Ten days have passed since a vile act of harassment shook the United Federation of Teachers’ headquarters at 52 Broadway, Manhattan, and the silence from UFT leadership is deafening.
Laminated cards bearing Amy Arundell’s face, a respected union figure, with the grotesque phrase “Piss on My Face,” were plastered in the men’s urinals during a June 2025 delegate assembly. When Amy's (many) allies personally removed them, they were replaced -'meaning this wasn't a joke. It was premeditated hate" (here).
This disgusting display wasn’t just an attack on one woman—it was a slap in the face to every female teacher who looks to the UFT for protection and respect. Yet, the UFT has failed to name the culprit or offer a public apology or even publicly reassure other women in their union, leaving women teachers questioning their union’s commitment to their dignity.
In fact, the only public reply from the UFT at all came from their political arm, UFTUnity. It came from a union leader named Adam Shapiro and it was a pathetic attempt at victim blaming.
The UFT did hire an outside law firm to investigate, and Arundell filed a harassment complaint with the NYPD. But investigations alone don’t heal wounds or rebuild trust. By not publicly addressing this outrage or apologizing to Arundell and all women in the union, the UFT is permitting this offense to linger.
They’re doing this on purpose, of course, so that the offense continues to linger. They are doing this because not apologizing is literally all they can do to cause and to create more harm to Amy and to the nearly one third of their own members who wanted her, not them, to lead us.
I know many of these people; I know how they think. This is the type of disgusting, human beings they can be. This silence is them without the mask. You’re watching more quiet abuse play out in real time. The silence is the abuse. It lies in not apologizing and not reassuring other women in the union that they will not suffer the same fate. It lies in leadership not taking public steps to ensure they will not suffer the same experience. This is their way of quietly saying “fuck you” one more time to their colleague and former thought leader Amy Arundell. This is them. This is the real them. Watch their continued efforts to be silent and see the real people who lead the UFT.
You should demand the UFT issue a public apology to Amy Arundell and all women teachers. Demand it pledge -openly and unequivocally- to foster an environment where no woman faces such vile treatment again. This isn’t negotiable—it’s a moral imperative. Women teachers aren’t just union members; they are the backbone of our schools. If you don’t demand, it will never offer one and the backbone of schools to will carry on -with the message that they will be marginalized if ever they dare to be a leader again.
When they are not dancing on their beds for insta likes or misleading members into thinking that paras are about to get a floor vote (or running to the UFT general counsel with the name on phone number of every pseudonym they can get their hands on) they are actually quite selfish and self centered people. Please know, they will simply ignore this if you let them. They will only act honestly with public pressure. But if you demand a public apology then they will give one. If you don't you will see how they pretend this never happened and then marginalize the event and the harm.

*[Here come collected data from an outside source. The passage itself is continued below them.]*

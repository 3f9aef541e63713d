// src/gui/app.rs
use std::error::Error;
use std::path::Path;

use eframe::egui;

use crate::{
    config::{consts::LOGO_PATH, state::AppState},
    dashboard::{self, Dashboard, DashboardError, Outcome, ViewModel},
    source::{self, FetchCache},
};

use super::{components, theme};

pub fn run(options: eframe::NativeOptions) -> Result<(), Box<dyn Error>> {
    eframe::run_native(
        "Laufchallenge Dashboard | Suchsdorfer SV",
        options,
        Box::new(|cc| {
            theme::apply(&cc.egui_ctx);
            Ok(Box::new(App::new(&cc.egui_ctx, AppState::default())))
        }),
    )?;
    Ok(())
}

/// What the central panel shows.
pub enum Screen {
    Ready(Box<Dashboard>),
    NoData,
    /// Fatal: source or normalisation failed. Only the message is shown.
    Failed(String),
}

pub struct App {
    // single source of truth (UI thread only)
    pub state: AppState,

    pub cache: Option<FetchCache>,
    pub screen: Screen,
    /// Last render of `screen` for `state.gui.selection`.
    pub view: Option<ViewModel>,
    pub loaded_at: Option<String>,

    pub logo: Option<egui::TextureHandle>,

    // output text field UX (we map this <-> ExportOptions)
    pub out_path_text: String,
    pub out_path_dirty: bool,

    pub status: String,
}

impl App {
    pub fn new(ctx: &egui::Context, state: AppState) -> Self {
        let out_path_text = state.options.export.out_path().to_string_lossy().into();

        let mut app = Self {
            state,
            cache: None,
            screen: Screen::NoData,
            view: None,
            loaded_at: None,
            logo: load_logo(ctx, Path::new(LOGO_PATH)),
            out_path_text,
            out_path_dirty: false,
            status: s!("Idle"),
        };

        match source::from_options(&app.state.options.source) {
            Ok(src) => {
                logf!("Init: source={}", src.describe());
                app.cache = Some(FetchCache::new(src));
                app.load(false);
            }
            Err(e) => {
                loge!("Init: {}", e);
                app.screen = Screen::Failed(e.to_string());
                app.status = s!("Error");
            }
        }
        app
    }

    /// Fetch (through the cache, or forced) and rebuild everything.
    pub fn load(&mut self, force: bool) {
        let Some(cache) = self.cache.as_mut() else { return };

        let res: Result<Outcome, DashboardError> =
            if force { dashboard::reload(cache) } else { dashboard::load(cache) };

        match res {
            Ok(Outcome::Ready(d)) => {
                self.loaded_at = d.loaded_at.as_ref().map(dashboard::format_timestamp);
                self.screen = Screen::Ready(d);
                self.status = s!("Ready");
            }
            Ok(Outcome::NoData { loaded_at }) => {
                self.loaded_at = loaded_at.as_ref().map(dashboard::format_timestamp);
                self.screen = Screen::NoData;
                self.status = s!("No data");
            }
            Err(e) => {
                loge!("Load: {}", e);
                self.screen = Screen::Failed(e.to_string());
                self.status = s!("Error");
            }
        }
        self.rebuild_view();
    }

    /// Re-render for the current selection; stale choices are written back.
    pub fn rebuild_view(&mut self) {
        self.view = match &self.screen {
            Screen::Ready(d) => {
                let vm = dashboard::render(d, &self.state.gui.selection);
                if vm.selection != self.state.gui.selection {
                    logd!("UI: selection reconciled → {:?}", vm.selection);
                    self.state.gui.selection = vm.selection.clone();
                }
                Some(vm)
            }
            _ => None,
        };
    }

    #[inline]
    pub fn status<T: Into<String>>(&mut self, msg: T) {
        self.status = msg.into();
    }
}

/// Side-panel logo. A missing or broken file only costs the picture.
fn load_logo(ctx: &egui::Context, path: &Path) -> Option<egui::TextureHandle> {
    let bytes = match std::fs::read(path) {
        Ok(b) => b,
        Err(e) => {
            logw!("Logo: {} not loaded ({})", path.display(), e);
            return None;
        }
    };
    match image::load_from_memory(&bytes) {
        Ok(img) => {
            let rgba = img.to_rgba8();
            let size = [rgba.width() as usize, rgba.height() as usize];
            let color = egui::ColorImage::from_rgba_unmultiplied(size, rgba.as_raw());
            logf!("Logo: loaded {} ({}x{})", path.display(), size[0], size[1]);
            Some(ctx.load_texture("logo", color, egui::TextureOptions::default()))
        }
        Err(e) => {
            logw!("Logo: {} is not a readable image ({})", path.display(), e);
            None
        }
    }
}

impl eframe::App for App {
    fn update(&mut self, ctx: &egui::Context, _frame: &mut eframe::Frame) {
        egui::SidePanel::left("filters")
            .resizable(false)
            .default_width(220.0)
            .show(ctx, |ui| {
                components::sidebar::draw(ui, self);
            });

        egui::CentralPanel::default().show(ctx, |ui| {
            egui::ScrollArea::vertical()
                .id_salt("dashboard_scroll")
                .auto_shrink([false, false])
                .show(ui, |ui| {
                    components::overview::draw(ui, self);

                    let Some(vm) = self.view.as_ref() else { return };

                    ui.separator();
                    components::charts::draw_comparisons(ui, vm);
                    ui.add_space(12.0);
                    components::leaderboards::draw(ui, vm);
                    ui.add_space(12.0);
                    components::charts::draw_development(ui, vm);

                    if self.state.gui.show_details {
                        ui.separator();
                        components::export_bar::draw(ui, self);
                        ui.add_space(6.0);
                        components::detail_table::draw(ui, self);
                    }
                });
        });
    }
}
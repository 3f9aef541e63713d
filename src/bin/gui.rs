// src/bin/gui.rs
#![cfg_attr(target_os = "windows", windows_subsystem = "windows")]
use std::path::Path;

use eframe::egui::{IconData, ViewportBuilder};
use laufchallenge::{config::consts::LOGO_PATH, config::state::GuiState, gui};

/// Club logo as window icon; the default icon when the file is missing.
fn app_icon(path: &Path) -> Option<IconData> {
    let bytes = std::fs::read(path).ok()?;
    let rgba = image::load_from_memory(&bytes).ok()?.to_rgba8();
    let (w, h) = rgba.dimensions();
    Some(IconData { rgba: rgba.into_raw(), width: w, height: h })
}

fn main() {
    let gui = GuiState::default();
    let mut viewport = ViewportBuilder::default()
        .with_inner_size([gui.window_w as f32, gui.window_h as f32]);
    if let Some(icon) = app_icon(Path::new(LOGO_PATH)) {
        viewport = viewport.with_icon(icon);
    }

    let options = eframe::NativeOptions {
        viewport,
        ..Default::default()
    };

    if let Err(e) = gui::run(options) {
        eprintln!("GUI failed: {}", e);
        std::process::exit(1);
    }
}
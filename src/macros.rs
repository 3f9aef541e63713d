// src/macros.rs
#[macro_export]
macro_rules! s {
    // String shorthand!

    // Zero-arg → String::new()
    () => {
        ::std::string::String::new()
    };
    // Any single expression — works for literals, consts, or vars
    ($expr:expr) => {
        ::std::string::String::from($expr)
    };
}

#[macro_export]
macro_rules! join {
    // String-type concatenation shorthand!
    ($first:expr $(, $rest:expr)+ $(,)?) => {{
        let mut s = ::std::string::String::from($first);
        $(
            s.push_str($rest);
        )+
        s
    }};
}

#[macro_export]
macro_rules! km {
    // Distance label with one decimal: km!(12.345) → "12.3 km"
    ($value:expr) => {
        format!("{:.1} km", $value)
    };
}
// src/aggregate.rs
//
// Derived tables over runs. Every function takes any iterator of `&Run`, so
// the full table (`&normalized.runs`) and a filtered subset (`&filtered`,
// a `Vec<&Run>`) go through the same code.
//
// Missing distance counts as 0 in sums; row counts include those rows.

use std::collections::{BTreeMap, BTreeSet, HashMap};

use chrono::NaiveDate;

use crate::normalize::Run;
use crate::week::WeekOrder;

/// One point of a group's cumulative curve.
#[derive(Clone, Debug, PartialEq)]
pub struct GroupWeek {
    pub group: String,
    pub week_label: String,
    pub km: f64,
    pub cumulative_km: f64,
}

#[derive(Clone, Debug, PartialEq)]
pub struct LongestRun {
    pub km: f64,
    pub name: Option<String>,
    pub date: Option<NaiveDate>,
    pub row: usize,
}

#[derive(Clone, Debug, PartialEq, Eq)]
pub struct Prolific {
    /// Every runner at the maximum count, alphabetical.
    pub names: Vec<String>,
    pub runs: usize,
}

impl Prolific {
    pub fn display_names(&self) -> String {
        self.names.join(", ")
    }
}

#[derive(Clone, Debug, Default, PartialEq)]
pub struct Records {
    pub longest_run: Option<LongestRun>,
    pub most_prolific: Option<Prolific>,
}

#[derive(Clone, Debug, Default, PartialEq)]
pub struct Overview {
    pub total_km: f64,
    pub run_count: usize,
    pub group_count: usize,
}

/// Distance per week label. Rows without a week are left out.
/// Ordered by `order` (challenge weeks first, then the rest ascending).
pub fn weekly_totals<'a, I>(rows: I, order: &WeekOrder) -> Vec<(String, f64)>
where
    I: IntoIterator<Item = &'a Run>,
{
    let mut sums: HashMap<&str, f64> = HashMap::new();
    for r in rows {
        if r.week_label.is_empty() {
            continue;
        }
        *sums.entry(r.week_label.as_str()).or_default() += r.km_or_zero();
    }

    let mut out: Vec<(String, f64)> = sums.into_iter().map(|(w, km)| (s!(w), km)).collect();
    out.sort_by(|a, b| order.cmp_labels(&a.0, &b.0));
    out
}

/// Weekly totals laid onto the full week axis of `order`; weeks without
/// entries get 0. Labels outside `order` are dropped.
pub fn reindex_weeks(totals: &[(String, f64)], order: &WeekOrder) -> Vec<(String, f64)> {
    let by_label: HashMap<&str, f64> = totals.iter().map(|(w, km)| (w.as_str(), *km)).collect();
    order
        .labels()
        .iter()
        .map(|w| (w.clone(), by_label.get(w.as_str()).copied().unwrap_or(0.0)))
        .collect()
}

/// Per-group running sum over the challenge weeks.
///
/// Only rows that have a group and whose week is part of `order` take part.
/// Sorted by group name, then canonical week position; only weeks with at
/// least one row appear.
pub fn group_weekly_cumulative<'a, I>(rows: I, order: &WeekOrder) -> Vec<GroupWeek>
where
    I: IntoIterator<Item = &'a Run>,
{
    let mut sums: BTreeMap<(&str, usize), f64> = BTreeMap::new();
    for r in rows {
        let Some(group) = r.group.as_deref() else { continue };
        let Some(pos) = order.position(&r.week_label) else { continue };
        *sums.entry((group, pos)).or_default() += r.km_or_zero();
    }

    let mut out = Vec::with_capacity(sums.len());
    let mut current: Option<&str> = None;
    let mut running = 0.0;
    for ((group, pos), km) in sums {
        if current != Some(group) {
            current = Some(group);
            running = 0.0;
        }
        running += km;
        out.push(GroupWeek {
            group: s!(group),
            week_label: order.labels()[pos].clone(),
            km,
            cumulative_km: running,
        });
    }
    out
}

/// Distance per group for every group in `all_groups` (same order);
/// groups without matching rows are kept with 0.
pub fn group_totals<'a, I>(rows: I, all_groups: &[String]) -> Vec<(String, f64)>
where
    I: IntoIterator<Item = &'a Run>,
{
    let mut sums: HashMap<&str, f64> = HashMap::new();
    for r in rows {
        if let Some(g) = r.group.as_deref() {
            *sums.entry(g).or_default() += r.km_or_zero();
        }
    }
    all_groups
        .iter()
        .map(|g| (g.clone(), sums.get(g.as_str()).copied().unwrap_or(0.0)))
        .collect()
}

/// Distance per runner, descending. Equal totals stay alphabetical.
pub fn runner_totals<'a, I>(rows: I) -> Vec<(String, f64)>
where
    I: IntoIterator<Item = &'a Run>,
{
    let mut sums: BTreeMap<&str, f64> = BTreeMap::new();
    for r in rows {
        if let Some(n) = r.name.as_deref() {
            *sums.entry(n).or_default() += r.km_or_zero();
        }
    }
    let mut out: Vec<(String, f64)> = sums.into_iter().map(|(n, km)| (s!(n), km)).collect();
    sort_desc(&mut out);
    out
}

/// Stable descending sort by value.
pub fn sort_desc(totals: &mut [(String, f64)]) {
    totals.sort_by(|a, b| b.1.total_cmp(&a.1));
}

pub fn records<'a, I>(rows: I) -> Records
where
    I: IntoIterator<Item = &'a Run>,
{
    let mut longest: Option<&Run> = None;
    let mut counts: BTreeMap<&str, usize> = BTreeMap::new();

    for r in rows {
        if let Some(km) = r.km {
            // Strictly greater: the earliest row wins a tie.
            if longest.and_then(|l| l.km).is_none_or(|best| km > best) {
                longest = Some(r);
            }
        }
        if let Some(n) = r.name.as_deref() {
            *counts.entry(n).or_default() += 1;
        }
    }

    let most_prolific = counts.values().max().copied().map(|max| Prolific {
        names: counts
            .iter()
            .filter(|&(_, &c)| c == max)
            .map(|(n, _)| s!(*n))
            .collect(),
        runs: max,
    });

    Records {
        longest_run: longest.map(|r| LongestRun {
            km: r.km_or_zero(),
            name: r.name.clone(),
            date: r.date,
            row: r.row,
        }),
        most_prolific,
    }
}

pub fn overview<'a, I>(rows: I) -> Overview
where
    I: IntoIterator<Item = &'a Run>,
{
    let mut total_km = 0.0;
    let mut run_count = 0;
    let mut groups = BTreeSet::new();
    for r in rows {
        total_km += r.km_or_zero();
        run_count += 1;
        if let Some(g) = r.group.as_deref() {
            groups.insert(g);
        }
    }
    Overview { total_km, run_count, group_count: groups.len() }
}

Arthur Goldstein once wrote that rights are tricky things: If you don’t use them, they don’t exist. I have a weird belief that a women’s right to equality in the workplace is absolute. You don’t have to have that weird belief if you don't want to but everyone has the right to not be humiliated in the workplace. They can not like her. That is their choice. They can't cause harm to her or her reputation because of it. That is unethical. It is illegal. It is immoral.
Need more convincing? Stop listening to the words of the UFT leaders. Start watching their actions. Start now, here with this issue. They have not apologized in 10 days. That is the sum of their actions around this. Compel them to act better by demanding an apology and a public reassurance to all teachers of the city that women will not be treated this way again in their union building.
I don’t think Amy will ever get an apology, and if she did it’s too late and would be hollow. Migda Rodriguez was never apologized for the horrible unprofessional and insulting posts Unity members made about her during the paraprofessional elections. They mocked her for having to work two jobs, which a high percentage of paraprofessionals do as they are not given a livable wage. So here again the insult goes far beyond it being targeted at Migda. The toxic work environment is sadly not new and started long before pee-gate. I just hope Amy pursues this beyond looking for an apology.